Deploying systems to detect a slang-filled or intentionally misspelled piece of hate speech has been a great challenge. Today, the most powerful, cutting-edge language-understanding systems use large-scale Transformer models with billions or trillions of parameters. Like Facebook AI’s RoBERTa and XLM-R, some new models make constant and repetitive advancements that are state-of-the-art, but with the help of even larger models that require massive amounts of computation.
Facebook AI recently came up with a new Transformer architecture called Linformer. While existing standard transformers are geometric-time Transformer architecture, Linformer is the first theoretically proven linear-time Transformer architecture. It can thus use larger pieces of text to train models and achieve better performance.
Fig: This chart compares the level of complexity of different Transformer architectures.

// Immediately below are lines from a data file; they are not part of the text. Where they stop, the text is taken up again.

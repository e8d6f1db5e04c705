//! # vw-runner
//!
//! Main entry point for the VWAP feed system.
//!
//! Subscribes to the trade feed of every configured instrument, prints a
//! sliding-window VWAP for each trade, and shuts all subscriptions down within
//! a bounded time on Ctrl+C / SIGTERM.
//!
//! # Usage
//!
//! ```bash
//! vw-runner config.json --log-level info
//! vw-runner --instrument BTC-USD --instrument ETH-USD --window 50
//! ```

mod driver;

use std::future::Future;
use std::io::Write;
use std::path::PathBuf;

use anyhow::{Context, Result};
use clap::Parser;
use futures_util::future::join_all;
use tokio::task::JoinHandle;
use tracing::{error, info, warn};
use vw_core::Instrument;
use vw_core::config::AppConfig;
use vw_core::logging::{LogFormat, init_logging};
use vw_feed::{Dialer, FeedClient, Shutdown, Subscription};

use crate::driver::DriverStats;

/// Sliding-window VWAP over a live exchange trade feed.
#[derive(Parser)]
#[command(
    name = "vw-runner",
    about = "Sliding-window VWAP over a live exchange trade feed"
)]
struct Cli {
    /// Configuration file path (JSON). Defaults apply when omitted.
    config: Option<PathBuf>,

    /// Log level (trace, debug, info, warn, error).
    #[arg(short, long, default_value = "info")]
    log_level: String,

    /// Optional log directory for file output.
    #[arg(long)]
    log_dir: Option<String>,

    /// Emit log records as JSON.
    #[arg(long)]
    log_json: bool,

    /// Instrument to subscribe to (repeatable); replaces the configured list.
    #[arg(short, long = "instrument")]
    instruments: Vec<String>,

    /// Number of most recent trades in each VWAP window.
    #[arg(short, long)]
    window: Option<usize>,
}

impl Cli {
    fn load_config(&self) -> Result<AppConfig> {
        let mut config = match &self.config {
            Some(path) => vw_core::config::load_config(path)
                .with_context(|| format!("loading config {}", path.display()))?,
            None => AppConfig::default(),
        };
        if !self.instruments.is_empty() {
            let instruments = self.instruments.iter().map(|s| Instrument::from(s.as_str()));
            config.instruments = Some(instruments.collect());
        }
        if let Some(window) = self.window {
            config.window_capacity = Some(window);
        }
        config.validate()?;
        Ok(config)
    }
}

#[tokio::main]
async fn main() -> Result<()> {
    let cli = Cli::parse();
    let config = cli.load_config()?;

    // 1. Initialize logging
    let log_dir = cli.log_dir.clone().or_else(|| config.log_path());
    let format = if cli.log_json {
        LogFormat::Json
    } else {
        LogFormat::Text
    };
    init_logging(
        &cli.log_level,
        log_dir.as_deref(),
        &config.module_name(),
        format,
    )?;

    info!(
        "vw-runner starting — feed={}, instruments={}, window={}",
        config.feed_url(),
        config.effective_instruments().len(),
        config.effective_window_capacity(),
    );

    let client = FeedClient::from_config(&config);
    run_app(&client, &config, std::io::stdout, wait_for_shutdown()).await
}

/// Subscribe, print VWAPs through writers from `output` until `shutdown`
/// resolves, then close every subscription against one deadline.
async fn run_app<D, W, O, S>(
    client: &FeedClient<D>,
    config: &AppConfig,
    output: O,
    shutdown: S,
) -> Result<()>
where
    D: Dialer,
    W: Write + Send + 'static,
    O: Fn() -> W,
    S: Future<Output = Result<()>>,
{
    // 2. Subscribe to every instrument
    let instruments = config.effective_instruments();
    let mut subscriptions = client
        .subscribe_all(&instruments)
        .await
        .context("subscribe to all")?;

    // 3. One driver task per subscription
    let window_capacity = config.effective_window_capacity();
    let drivers = spawn_drivers(&mut subscriptions, window_capacity, output);
    info!(
        "printing VWAPs for {} instrument(s) — press Ctrl+C to stop",
        drivers.len()
    );

    // 4. Wait for shutdown signal
    shutdown.await?;
    info!("shutdown signal received");

    // 5. Close all subscriptions against one deadline
    let close_timeout = config.close_timeout();
    let deadline = tokio::time::Instant::now() + close_timeout;
    let results = join_all(subscriptions.iter_mut().map(|sub| sub.close(deadline))).await;
    for (sub, result) in subscriptions.iter().zip(results) {
        match result {
            Ok(Shutdown::Graceful) => {}
            Ok(Shutdown::TimedOut) => warn!("[{}] closed after timeout", sub.instrument()),
            Err(e) => error!("[{}] failed to close subscription: {e}", sub.instrument()),
        }
    }

    // 6. Drivers end once their event queues close
    match tokio::time::timeout(close_timeout, join_all(drivers)).await {
        Ok(finished) => {
            for result in finished {
                if let Err(e) = result {
                    error!("driver task failed: {e}");
                }
            }
        }
        Err(_) => warn!("drivers still running after {close_timeout:?}"),
    }

    info!("all subscriptions closed — goodbye");
    Ok(())
}

fn spawn_drivers<W, O>(
    subscriptions: &mut [Subscription],
    window_capacity: usize,
    output: O,
) -> Vec<JoinHandle<()>>
where
    W: Write + Send + 'static,
    O: Fn() -> W,
{
    let mut drivers = Vec::with_capacity(subscriptions.len());

    for sub in subscriptions {
        let instrument = sub.instrument().clone();
        let Some(events) = sub.take_events() else {
            continue;
        };
        let mut out = output();

        drivers.push(tokio::spawn(async move {
            match driver::run(&instrument, events, window_capacity, &mut out).await {
                Ok(DriverStats { trades, errors, .. }) => info!(
                    "[{instrument}] event stream ended — {trades} trade(s), {errors} error(s)"
                ),
                Err(e) => error!("[{instrument}] writing output failed: {e}"),
            }
        }));
    }

    drivers
}

/// Resolve on Ctrl+C, or SIGTERM on Unix.
async fn wait_for_shutdown() -> Result<()> {
    #[cfg(unix)]
    {
        use tokio::signal::unix::{SignalKind, signal};

        let mut terminate = signal(SignalKind::terminate())?;
        tokio::select! {
            res = tokio::signal::ctrl_c() => res?,
            _ = terminate.recv() => {}
        }
    }
    #[cfg(not(unix))]
    tokio::signal::ctrl_c().await?;

    Ok(())
}

#[cfg(test)]
mod tests {
    use std::collections::HashMap;
    use std::sync::{Arc, Mutex};
    use std::time::Duration;

    use vw_feed::FeedSettings;
    use vw_feed::messages::FeedMessage;
    use vw_feed::testing::{Script, ScriptedChannel, ScriptedDialer};

    use super::*;

    /// Cloneable in-memory stdout shared by every driver.
    #[derive(Clone, Default)]
    struct SharedOutput(Arc<Mutex<Vec<u8>>>);

    impl SharedOutput {
        fn lines(&self) -> Vec<String> {
            let buf = self.0.lock().unwrap();
            String::from_utf8_lossy(&buf)
                .lines()
                .map(str::to_string)
                .collect()
        }
    }

    impl Write for SharedOutput {
        fn write(&mut self, buf: &[u8]) -> std::io::Result<usize> {
            self.0.lock().unwrap().extend_from_slice(buf);
            Ok(buf.len())
        }

        fn flush(&mut self) -> std::io::Result<()> {
            Ok(())
        }
    }

    fn settings() -> FeedSettings {
        FeedSettings {
            url: "wss://feed.test".into(),
            channel_name: "matches".into(),
            extra_headers: HashMap::new(),
            queue_capacity: 10,
        }
    }

    /// A channel that delivers three trades, then blocks in its next read.
    fn scripted_channel() -> (Arc<ScriptedChannel>, Script) {
        let (channel, script) = ScriptedChannel::new();
        for (size, price) in [("3", "6"), ("2", "4"), ("1", "2")] {
            let trade = FeedMessage::trade("", size, price);
            script.send(Ok(trade)).unwrap();
        }
        (channel, script)
    }

    #[tokio::test]
    async fn prints_vwaps_then_shuts_down() {
        let (channels, _scripts): (Vec<_>, Vec<_>) = (0..3).map(|_| scripted_channel()).unzip();
        let client = FeedClient::new(ScriptedDialer::with(channels.clone()), settings());
        let config = AppConfig {
            close_timeout_ms: Some(200),
            ..Default::default()
        };

        let out = SharedOutput::default();
        let printed = out.clone();
        // Interrupt once every trade has been printed.
        let shutdown = async move {
            while printed.lines().len() < 9 {
                tokio::time::sleep(Duration::from_millis(10)).await;
            }
            Ok(())
        };

        let output = out.clone();
        let run = run_app(&client, &config, move || output.clone(), shutdown);
        tokio::time::timeout(Duration::from_secs(5), run)
            .await
            .expect("run_app hung")
            .unwrap();

        let mut lines = out.lines();
        lines.sort();
        let mut expected = Vec::new();
        for instrument in ["BTC-USD", "ETH-USD", "ETH-BTC"] {
            expected.push(format!("\"{instrument}\": 6"));
            expected.push(format!("\"{instrument}\": 5.2"));
            expected.push(format!("\"{instrument}\": 4.666666666666667"));
            // The read blocked at shutdown fails once the channel is closed.
            let error = format!("\"{instrument}\" ERROR: read match: channel closed");
            expected.push(error);
        }
        expected.sort();
        assert_eq!(lines, expected);

        for channel in &channels {
            assert_eq!(channel.close_calls(), 1);
        }
    }

    #[tokio::test]
    async fn subscribe_failure_is_returned() {
        let client = FeedClient::new(ScriptedDialer::failing(), settings());
        let out = SharedOutput::default();
        let output = out.clone();

        let err = run_app(
            &client,
            &AppConfig::default(),
            move || output.clone(),
            async { Ok(()) },
        )
        .await
        .unwrap_err();

        assert!(err.to_string().starts_with("subscribe to all"));
        assert!(out.lines().is_empty());
    }

    #[test]
    fn cli_overrides_config() {
        let cli = Cli::parse_from([
            "vw-runner",
            "-i",
            "SOL-USD",
            "--instrument",
            "ETH-USD",
            "--window",
            "5",
        ]);
        let config = cli.load_config().unwrap();
        assert_eq!(
            config.effective_instruments(),
            vec![Instrument::from("SOL-USD"), Instrument::from("ETH-USD")]
        );
        assert_eq!(config.effective_window_capacity(), 5);
    }

    #[test]
    fn defaults_without_config_file() {
        let cli = Cli::parse_from(["vw-runner"]);
        let config = cli.load_config().unwrap();
        assert_eq!(config.effective_instruments().len(), 3);
        assert_eq!(config.effective_window_capacity(), 200);
        assert_eq!(cli.log_level, "info");
        assert!(!cli.log_json);
    }

    #[test]
    fn invalid_cli_instrument_is_rejected() {
        let cli = Cli::parse_from(["vw-runner", "-i", "BTC-USD", "-i", "BTC-USD"]);
        assert!(cli.load_config().is_err());
    }
}
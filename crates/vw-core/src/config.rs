//! Configuration parsing for the VWAP feed runner.
//!
//! Settings come from an optional JSON file. Every field may be omitted; the
//! `effective_*` accessors supply defaults, so an empty object `{}` describes
//! the stock setup (three Coinbase products, 200-trade window).
//!
//! # Example config
//!
//! ```json
//! {
//!   "log": { "module_name": "vw-runner", "log_path": "/tmp/log" },
//!   "feed": {
//!     "url": "wss://ws-feed.exchange.coinbase.com",
//!     "channel": "matches",
//!     "dial_timeout_ms": 10000
//!   },
//!   "instruments": ["BTC-USD", "ETH-USD", "ETH-BTC"],
//!   "window_capacity": 200,
//!   "queue_capacity": 10,
//!   "close_timeout_ms": 2000
//! }
//! ```

use std::collections::{HashMap, HashSet};
use std::time::Duration;

use serde::Deserialize;

use crate::error::ConfigError;
use crate::types::Instrument;

pub const DEFAULT_FEED_URL: &str = "wss://ws-feed.exchange.coinbase.com";
pub const DEFAULT_CHANNEL: &str = "matches";
pub const DEFAULT_INSTRUMENTS: [&str; 3] = ["BTC-USD", "ETH-USD", "ETH-BTC"];
pub const DEFAULT_WINDOW_CAPACITY: usize = 200;
pub const DEFAULT_QUEUE_CAPACITY: usize = 10;
pub const DEFAULT_CLOSE_TIMEOUT_MS: u64 = 2_000;
pub const DEFAULT_DIAL_TIMEOUT_MS: u64 = 10_000;

/// Top-level application config, deserialized from a JSON file.
#[derive(Debug, Clone, Default, Deserialize)]
pub struct AppConfig {
    /// Logging metadata (module name, log path).
    pub log: Option<LogMeta>,

    /// Exchange feed connection settings.
    pub feed: Option<FeedConfig>,

    /// Instruments to subscribe to, one subscription each.
    pub instruments: Option<Vec<Instrument>>,

    /// Number of most recent trades contributing to each VWAP.
    pub window_capacity: Option<usize>,

    /// Bound of each subscription's event queue.
    pub queue_capacity: Option<usize>,

    /// How long shutdown waits for receive loops before forcing channels closed.
    pub close_timeout_ms: Option<u64>,
}

/// Logging metadata block.
#[derive(Debug, Clone, Default, Deserialize)]
pub struct LogMeta {
    pub module_name: Option<String>,
    pub log_path: Option<String>,
}

/// Feed connection block.
#[derive(Debug, Clone, Default, Deserialize)]
pub struct FeedConfig {
    /// WebSocket URL of the exchange feed.
    pub url: Option<String>,

    /// Feed channel name sent in the subscribe handshake.
    pub channel: Option<String>,

    /// Extra HTTP headers for the WebSocket handshake.
    pub extra_headers: Option<HashMap<String, String>>,

    /// Upper bound on establishing one connection.
    pub dial_timeout_ms: Option<u64>,
}

impl AppConfig {
    pub fn feed_url(&self) -> String {
        self.feed
            .as_ref()
            .and_then(|f| f.url.clone())
            .unwrap_or_else(|| DEFAULT_FEED_URL.to_string())
    }

    pub fn channel_name(&self) -> String {
        self.feed
            .as_ref()
            .and_then(|f| f.channel.clone())
            .unwrap_or_else(|| DEFAULT_CHANNEL.to_string())
    }

    pub fn extra_headers(&self) -> HashMap<String, String> {
        self.feed
            .as_ref()
            .and_then(|f| f.extra_headers.clone())
            .unwrap_or_default()
    }

    pub fn dial_timeout(&self) -> Duration {
        let ms = self
            .feed
            .as_ref()
            .and_then(|f| f.dial_timeout_ms)
            .unwrap_or(DEFAULT_DIAL_TIMEOUT_MS);
        Duration::from_millis(ms)
    }

    pub fn effective_instruments(&self) -> Vec<Instrument> {
        self.instruments.clone().unwrap_or_else(|| {
            DEFAULT_INSTRUMENTS
                .iter()
                .map(|s| Instrument::from(*s))
                .collect()
        })
    }

    pub fn effective_window_capacity(&self) -> usize {
        self.window_capacity.unwrap_or(DEFAULT_WINDOW_CAPACITY)
    }

    pub fn effective_queue_capacity(&self) -> usize {
        self.queue_capacity.unwrap_or(DEFAULT_QUEUE_CAPACITY)
    }

    pub fn close_timeout(&self) -> Duration {
        Duration::from_millis(self.close_timeout_ms.unwrap_or(DEFAULT_CLOSE_TIMEOUT_MS))
    }

    pub fn module_name(&self) -> String {
        self.log
            .as_ref()
            .and_then(|m| m.module_name.clone())
            .unwrap_or_else(|| "vw-runner".to_string())
    }

    pub fn log_path(&self) -> Option<String> {
        self.log.as_ref().and_then(|m| m.log_path.clone())
    }

    /// Check the effective settings for values the feed cannot run with.
    pub fn validate(&self) -> Result<(), ConfigError> {
        let url = self.feed_url();
        match url::Url::parse(&url) {
            Ok(parsed) if matches!(parsed.scheme(), "ws" | "wss") => {}
            Ok(parsed) => {
                return Err(ConfigError::InvalidUrl {
                    url,
                    reason: format!("unsupported scheme {:?}", parsed.scheme()),
                });
            }
            Err(e) => {
                return Err(ConfigError::InvalidUrl {
                    url,
                    reason: e.to_string(),
                });
            }
        }

        let instruments = self.effective_instruments();
        if instruments.is_empty() {
            return Err(ConfigError::NoInstruments);
        }
        let mut seen = HashSet::new();
        for (idx, instrument) in instruments.iter().enumerate() {
            if instrument.is_empty() {
                return Err(ConfigError::EmptyInstrument(idx));
            }
            if !seen.insert(instrument.as_str()) {
                return Err(ConfigError::DuplicateInstrument(instrument.to_string()));
            }
        }

        if self.effective_queue_capacity() == 0 {
            return Err(ConfigError::ZeroQueueCapacity);
        }

        Ok(())
    }
}

/// Load and parse a JSON config file.
pub fn load_config(path: &std::path::Path) -> anyhow::Result<AppConfig> {
    let content = std::fs::read_to_string(path)?;
    let config: AppConfig = serde_json::from_str(&content)?;
    Ok(config)
}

Linformer is now being used to analyze Facebook and Instagram content in different parts of the world. It has helped make steady progress in detecting hate speech and content that incites violence. A few years ago, very little of the hate speech on Facebook’s platforms that was removed was done so before “reporting.” But now, AI proactively detected approximately 94.7 percent of the hate speech that was removed, as mentioned in Facebook’s quarterly Community Standards Enforcement Report released recently.
About Linformer: a simpler method to build a cutting-edge AI model
Linformer overcomes the challenge of extensive computation by approximating the information in the attention matrix without degrading the model’s performance.
Fig: it shows the time and memory saved as a function of length. It can be seen that Linformer doesn’t let the efficiency go down. As the sequence length increases, Linformer’s efficiency gains grow.
In a standard Transformer, each token at each layer must attend to (or iterates over) every other single token from the previous layer. This leads to quadratic complexity. Facebook tested two large data sets, WIKI103 and IMDB, with a RoBERTa Transformer model to calculate the eigenvalues, a standard measurement of the matrix’s approximate rank. It was demonstrated that the information from N tokens of the previous layer could be compressed into a smaller, fixed-size set of K distinct units. Due to this compression, the system has to iterate only across this smaller set of K units for each token.
Along with efficiency gain, Facebook also wants to deal with hate speech before it spreads. The question is whether it is possible to deploy a state-of-the-art model that learns from the text, images, and speech and detects hate speech and human trafficking, bullying, and other forms of harmful content. There is a lot of work to do before reaching this goal, but Linformer brings us one step closer.